WORKING DATA:
-- -- --
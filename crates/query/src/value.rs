//! Total-order comparison across heterogeneous JSON values.
//!
//! The comparator drives filtering, sorting and aggregation without
//! per-field type declarations: nil sorts below everything, numbers
//! compare numerically, recognized timestamps compare chronologically,
//! and everything else falls back to its string rendering.

use chrono::{DateTime, NaiveDate, NaiveDateTime, Utc};
use serde_json::Value;
use std::cmp::Ordering;

/// Compare two values, nil-aware and coercion-ordered.
///
/// Policy, in priority order:
/// 1. Null is less than any non-null value; both null compare equal.
/// 2. If both values coerce to a number, compare numerically.
/// 3. If both parse as a recognized timestamp, compare chronologically.
/// 4. Otherwise compare the default string renderings lexically.
pub fn compare_values(a: &Value, b: &Value) -> Ordering {
    match (a.is_null(), b.is_null()) {
        (true, true) => return Ordering::Equal,
        (true, false) => return Ordering::Less,
        (false, true) => return Ordering::Greater,
        (false, false) => {}
    }

    if let (Some(num_a), Some(num_b)) = (to_number(a), to_number(b)) {
        return num_a.partial_cmp(&num_b).unwrap_or(Ordering::Equal);
    }

    if let (Some(time_a), Some(time_b)) = (to_timestamp(a), to_timestamp(b)) {
        return time_a.cmp(&time_b);
    }

    render_value(a).cmp(&render_value(b))
}

/// Coerce a value to f64. Only JSON numbers coerce; strings never do.
pub fn to_number(value: &Value) -> Option<f64> {
    value.as_f64()
}

/// Parse a value as a timestamp using a short fixed list of formats,
/// most specific first.
pub fn to_timestamp(value: &Value) -> Option<DateTime<Utc>> {
    let s = value.as_str()?;

    if let Ok(dt) = DateTime::parse_from_rfc3339(s) {
        return Some(dt.with_timezone(&Utc));
    }

    if let Ok(naive) = NaiveDateTime::parse_from_str(s, "%Y-%m-%d %H:%M:%S") {
        return Some(naive.and_utc());
    }

    if let Ok(date) = NaiveDate::parse_from_str(s, "%Y-%m-%d") {
        return Some(date.and_hms_opt(0, 0, 0)?.and_utc());
    }

    None
}

/// Default string rendering of a value.
///
/// Strings render bare (no quotes), null renders "null", other scalars
/// via Display, lists and maps as compact JSON. Distinct/group keys and
/// substring matching all go through this rendering.
pub fn render_value(value: &Value) -> String {
    match value {
        Value::Null => "null".to_string(),
        Value::String(s) => s.clone(),
        Value::Bool(b) => b.to_string(),
        Value::Number(n) => n.to_string(),
        Value::Array(_) | Value::Object(_) => {
            serde_json::to_string(value).unwrap_or_default()
        }
    }
}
-- -- --
PROBLEM REQUIREMENTS: Wherever the string "Some" is found in the entries, copy the line it sits in.

EXPECTED ANSWER:
    if let (Some(num_a), Some(num_b)) = (to_number(a), to_number(b)) {
    if let (Some(time_a), Some(time_b)) = (to_timestamp(a), to_timestamp(b)) {
        return Some(dt.with_timezone(&Utc));
        return Some(naive.and_utc());
        return Some(date.and_hms_opt(0, 0, 0)?.and_utc());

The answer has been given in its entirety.